[[ Data excerpts, beginning ]]

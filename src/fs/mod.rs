//! Flash filesystem of the module, reached over OBEX.
//!
//! - [`FileMeta`] / [`FileContent`]: entries and downloaded files
//! - [`FileManager`]: navigation, transfers, deletes, space queries
//! - [`ProgressEvent`]: transfer progress notifications

mod listing;
mod manager;
mod meta;
mod transfer;

pub use listing::{parse_listing, FOLDER_LISTING_TYPE};
pub use manager::{BoxFuture, FileManager};
pub use meta::{FileContent, FileMeta, ROOT_DRIVE};
pub use transfer::{Operation, ProgressEvent};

[[ Data excerpts, end ]]

### Brief
Every entry that appears above should be duplicated exactly.

### Answer to this task
filename src/fs/mod.rs
//! Flash filesystem of the module, reached over OBEX.
//!
//! - [`FileMeta`] / [`FileContent`]: entries and downloaded files
//! - [`FileManager`]: navigation, transfers, deletes, space queries
//! - [`ProgressEvent`]: transfer progress notifications

mod listing;
mod manager;
mod meta;
mod transfer;

pub use listing::{parse_listing, FOLDER_LISTING_TYPE};
pub use manager::{BoxFuture, FileManager};
pub use meta::{FileContent, FileMeta, ROOT_DRIVE};
pub use transfer::{Operation, ProgressEvent};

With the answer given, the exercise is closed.